ABOUT THIS TASK:
When a line contains the string "between", it counts once; give the total of such lines in the entries below and nothing else.

RECORDS:
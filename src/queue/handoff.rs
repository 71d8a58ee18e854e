use std::{
  ptr,
  sync::atomic::{AtomicPtr, Ordering},
};

/// A single-slot cell that transfers ownership of one value between threads.
///
/// `put` and `take` are a CAS and a swap on one pointer, so whichever side
/// wins the race owns the value and the loser sees `None`/`Err`. Operators
/// use it when the decision of who consumes a value (a fused downstream or
/// the operator's own drain loop) is made after the value already exists.
pub struct Handoff<T> {
  slot: AtomicPtr<T>,
}

impl<T> Handoff<T> {
  /// An empty cell.
  pub const fn empty() -> Self { Self { slot: AtomicPtr::new(ptr::null_mut()) } }

  /// A cell already holding `value`.
  pub fn new(value: T) -> Self { Self { slot: AtomicPtr::new(Box::into_raw(Box::new(value))) } }

  /// Stores `value` if the cell is empty, otherwise hands it back.
  pub fn put(&self, value: T) -> Result<(), T> {
    let raw = Box::into_raw(Box::new(value));
    match self.slot.compare_exchange(ptr::null_mut(), raw, Ordering::AcqRel, Ordering::Acquire) {
      Ok(_) => Ok(()),
      // SAFETY: `raw` was never published, we still own it.
      Err(_) => Err(*unsafe { Box::from_raw(raw) }),
    }
  }

  /// Takes the value out, leaving the cell empty.
  pub fn take(&self) -> Option<T> {
    let raw = self.slot.swap(ptr::null_mut(), Ordering::AcqRel);
    if raw.is_null() {
      None
    } else {
      // SAFETY: the swap removed the pointer from the cell, nobody else can
      // observe it anymore.
      Some(*unsafe { Box::from_raw(raw) })
    }
  }

  pub fn is_empty(&self) -> bool { self.slot.load(Ordering::Acquire).is_null() }
}

impl<T> Default for Handoff<T> {
  fn default() -> Self { Self::empty() }
}

impl<T> Drop for Handoff<T> {
  fn drop(&mut self) {
    let raw = *self.slot.get_mut();
    if !raw.is_null() {
      // SAFETY: exclusive access through `&mut self`.
      drop(unsafe { Box::from_raw(raw) });
    }
  }
}

// SAFETY: the value only ever moves between threads as a whole, it is never
// shared, so `T: Send` is enough for both.
unsafe impl<T: Send> Send for Handoff<T> {}
unsafe impl<T: Send> Sync for Handoff<T> {}

#[cfg(test)]
mod tests {
  use std::{sync::Arc, thread};

  use super::*;

  #[rxcore_macro::test]
  fn put_then_take() {
    let cell = Handoff::empty();
    assert!(cell.is_empty());
    assert!(cell.put(1).is_ok());
    assert_eq!(cell.put(2), Err(2));
    assert_eq!(cell.take(), Some(1));
    assert_eq!(cell.take(), None);
  }

  #[rxcore_macro::test]
  fn drop_releases_value() {
    let value = Arc::new(());
    let cell = Handoff::new(value.clone());
    assert_eq!(Arc::strong_count(&value), 2);
    drop(cell);
    assert_eq!(Arc::strong_count(&value), 1);
  }

  #[rxcore_macro::test]
  fn only_one_taker_wins() {
    for _ in 0..100 {
      let cell = Arc::new(Handoff::new(7));
      let handles: Vec<_> = (0..4)
        .map(|_| {
          let cell = cell.clone();
          thread::spawn(move || cell.take())
        })
        .collect();
      let won: Vec<_> = handles.into_iter().filter_map(|h| h.join().unwrap()).collect();
      assert_eq!(won, vec![7]);
    }
  }
}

TASK ANSWER:
2